Saved entries

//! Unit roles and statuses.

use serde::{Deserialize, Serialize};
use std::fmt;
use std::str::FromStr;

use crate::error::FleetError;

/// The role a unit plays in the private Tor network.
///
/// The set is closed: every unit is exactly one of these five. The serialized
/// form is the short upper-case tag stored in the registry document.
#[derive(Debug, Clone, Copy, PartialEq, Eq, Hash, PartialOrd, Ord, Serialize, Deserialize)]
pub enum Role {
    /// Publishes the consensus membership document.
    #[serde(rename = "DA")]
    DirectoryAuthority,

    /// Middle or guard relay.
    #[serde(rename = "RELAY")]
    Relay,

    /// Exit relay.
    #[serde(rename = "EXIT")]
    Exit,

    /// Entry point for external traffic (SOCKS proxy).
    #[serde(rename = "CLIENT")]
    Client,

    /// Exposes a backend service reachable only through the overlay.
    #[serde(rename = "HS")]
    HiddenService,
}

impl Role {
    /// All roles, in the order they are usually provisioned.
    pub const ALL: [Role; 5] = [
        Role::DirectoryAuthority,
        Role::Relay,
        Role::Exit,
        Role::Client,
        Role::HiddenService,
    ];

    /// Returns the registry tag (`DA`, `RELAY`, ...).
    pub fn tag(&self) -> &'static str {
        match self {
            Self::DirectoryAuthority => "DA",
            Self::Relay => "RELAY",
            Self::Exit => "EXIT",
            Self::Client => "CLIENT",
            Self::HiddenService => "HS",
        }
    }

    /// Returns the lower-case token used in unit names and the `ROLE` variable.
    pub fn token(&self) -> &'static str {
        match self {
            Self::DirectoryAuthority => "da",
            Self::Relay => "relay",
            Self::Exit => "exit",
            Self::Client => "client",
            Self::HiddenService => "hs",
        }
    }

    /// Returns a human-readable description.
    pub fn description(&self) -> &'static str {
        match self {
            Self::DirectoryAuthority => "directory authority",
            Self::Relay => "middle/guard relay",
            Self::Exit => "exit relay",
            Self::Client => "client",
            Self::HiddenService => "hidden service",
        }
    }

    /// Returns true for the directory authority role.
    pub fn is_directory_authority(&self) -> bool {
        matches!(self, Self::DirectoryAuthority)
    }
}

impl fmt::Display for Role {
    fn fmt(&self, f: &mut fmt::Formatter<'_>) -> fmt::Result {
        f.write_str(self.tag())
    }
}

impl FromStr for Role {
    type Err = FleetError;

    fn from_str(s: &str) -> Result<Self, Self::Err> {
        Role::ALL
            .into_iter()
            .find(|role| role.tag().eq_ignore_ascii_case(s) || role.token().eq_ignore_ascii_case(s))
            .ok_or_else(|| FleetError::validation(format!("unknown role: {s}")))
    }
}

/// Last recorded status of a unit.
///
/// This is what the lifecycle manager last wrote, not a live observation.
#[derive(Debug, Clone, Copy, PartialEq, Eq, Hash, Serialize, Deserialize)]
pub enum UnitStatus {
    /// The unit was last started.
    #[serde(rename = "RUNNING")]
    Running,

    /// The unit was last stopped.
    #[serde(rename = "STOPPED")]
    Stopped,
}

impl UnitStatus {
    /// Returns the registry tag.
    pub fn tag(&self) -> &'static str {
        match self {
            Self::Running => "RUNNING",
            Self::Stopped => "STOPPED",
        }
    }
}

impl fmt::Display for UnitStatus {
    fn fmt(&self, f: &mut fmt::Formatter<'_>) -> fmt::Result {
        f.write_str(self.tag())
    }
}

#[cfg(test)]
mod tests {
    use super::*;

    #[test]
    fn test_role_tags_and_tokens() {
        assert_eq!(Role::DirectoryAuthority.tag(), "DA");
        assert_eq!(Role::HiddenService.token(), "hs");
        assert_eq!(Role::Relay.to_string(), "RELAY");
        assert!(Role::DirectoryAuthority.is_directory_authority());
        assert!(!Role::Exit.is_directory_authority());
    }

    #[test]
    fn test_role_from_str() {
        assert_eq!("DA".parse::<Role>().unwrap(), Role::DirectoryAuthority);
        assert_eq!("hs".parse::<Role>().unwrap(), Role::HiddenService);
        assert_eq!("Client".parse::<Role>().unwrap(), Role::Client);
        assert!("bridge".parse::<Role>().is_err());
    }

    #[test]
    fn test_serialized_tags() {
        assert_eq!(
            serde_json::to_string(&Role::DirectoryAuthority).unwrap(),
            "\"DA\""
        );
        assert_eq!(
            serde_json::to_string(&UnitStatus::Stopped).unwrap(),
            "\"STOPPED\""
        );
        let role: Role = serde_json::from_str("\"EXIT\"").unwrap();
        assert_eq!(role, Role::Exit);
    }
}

» **Problem description**: Transcribe the data above in its entirety, exactly.

» **Solution to this problem**:
//! Unit roles and statuses.

use serde::{Deserialize, Serialize};
use std::fmt;
use std::str::FromStr;

use crate::error::FleetError;

/// The role a unit plays in the private Tor network.
///
/// The set is closed: every unit is exactly one of these five. The serialized
/// form is the short upper-case tag stored in the registry document.
#[derive(Debug, Clone, Copy, PartialEq, Eq, Hash, PartialOrd, Ord, Serialize, Deserialize)]
pub enum Role {
    /// Publishes the consensus membership document.
    #[serde(rename = "DA")]
    DirectoryAuthority,

    /// Middle or guard relay.
    #[serde(rename = "RELAY")]
    Relay,

    /// Exit relay.
    #[serde(rename = "EXIT")]
    Exit,

    /// Entry point for external traffic (SOCKS proxy).
    #[serde(rename = "CLIENT")]
    Client,

    /// Exposes a backend service reachable only through the overlay.
    #[serde(rename = "HS")]
    HiddenService,
}

impl Role {
    /// All roles, in the order they are usually provisioned.
    pub const ALL: [Role; 5] = [
        Role::DirectoryAuthority,
        Role::Relay,
        Role::Exit,
        Role::Client,
        Role::HiddenService,
    ];

    /// Returns the registry tag (`DA`, `RELAY`, ...).
    pub fn tag(&self) -> &'static str {
        match self {
            Self::DirectoryAuthority => "DA",
            Self::Relay => "RELAY",
            Self::Exit => "EXIT",
            Self::Client => "CLIENT",
            Self::HiddenService => "HS",
        }
    }

    /// Returns the lower-case token used in unit names and the `ROLE` variable.
    pub fn token(&self) -> &'static str {
        match self {
            Self::DirectoryAuthority => "da",
            Self::Relay => "relay",
            Self::Exit => "exit",
            Self::Client => "client",
            Self::HiddenService => "hs",
        }
    }

    /// Returns a human-readable description.
    pub fn description(&self) -> &'static str {
        match self {
            Self::DirectoryAuthority => "directory authority",
            Self::Relay => "middle/guard relay",
            Self::Exit => "exit relay",
            Self::Client => "client",
            Self::HiddenService => "hidden service",
        }
    }

    /// Returns true for the directory authority role.
    pub fn is_directory_authority(&self) -> bool {
        matches!(self, Self::DirectoryAuthority)
    }
}

impl fmt::Display for Role {
    fn fmt(&self, f: &mut fmt::Formatter<'_>) -> fmt::Result {
        f.write_str(self.tag())
    }
}

impl FromStr for Role {
    type Err = FleetError;

    fn from_str(s: &str) -> Result<Self, Self::Err> {
        Role::ALL
            .into_iter()
            .find(|role| role.tag().eq_ignore_ascii_case(s) || role.token().eq_ignore_ascii_case(s))
            .ok_or_else(|| FleetError::validation(format!("unknown role: {s}")))
    }
}

/// Last recorded status of a unit.
///
/// This is what the lifecycle manager last wrote, not a live observation.
#[derive(Debug, Clone, Copy, PartialEq, Eq, Hash, Serialize, Deserialize)]
pub enum UnitStatus {
    /// The unit was last started.
    #[serde(rename = "RUNNING")]
    Running,

    /// The unit was last stopped.
    #[serde(rename = "STOPPED")]
    Stopped,
}

impl UnitStatus {
    /// Returns the registry tag.
    pub fn tag(&self) -> &'static str {
        match self {
            Self::Running => "RUNNING",
            Self::Stopped => "STOPPED",
        }
    }
}

impl fmt::Display for UnitStatus {
    fn fmt(&self, f: &mut fmt::Formatter<'_>) -> fmt::Result {
        f.write_str(self.tag())
    }
}

#[cfg(test)]
mod tests {
    use super::*;

    #[test]
    fn test_role_tags_and_tokens() {
        assert_eq!(Role::DirectoryAuthority.tag(), "DA");
        assert_eq!(Role::HiddenService.token(), "hs");
        assert_eq!(Role::Relay.to_string(), "RELAY");
        assert!(Role::DirectoryAuthority.is_directory_authority());
        assert!(!Role::Exit.is_directory_authority());
    }

    #[test]
    fn test_role_from_str() {
        assert_eq!("DA".parse::<Role>().unwrap(), Role::DirectoryAuthority);
        assert_eq!("hs".parse::<Role>().unwrap(), Role::HiddenService);
        assert_eq!("Client".parse::<Role>().unwrap(), Role::Client);
        assert!("bridge".parse::<Role>().is_err());
    }

    #[test]
    fn test_serialized_tags() {
        assert_eq!(
            serde_json::to_string(&Role::DirectoryAuthority).unwrap(),
            "\"DA\""
        );
        assert_eq!(
            serde_json::to_string(&UnitStatus::Stopped).unwrap(),
            "\"STOPPED\""
        );
        let role: Role = serde_json::from_str("\"EXIT\"").unwrap();
        assert_eq!(role, Role::Exit);
    }
}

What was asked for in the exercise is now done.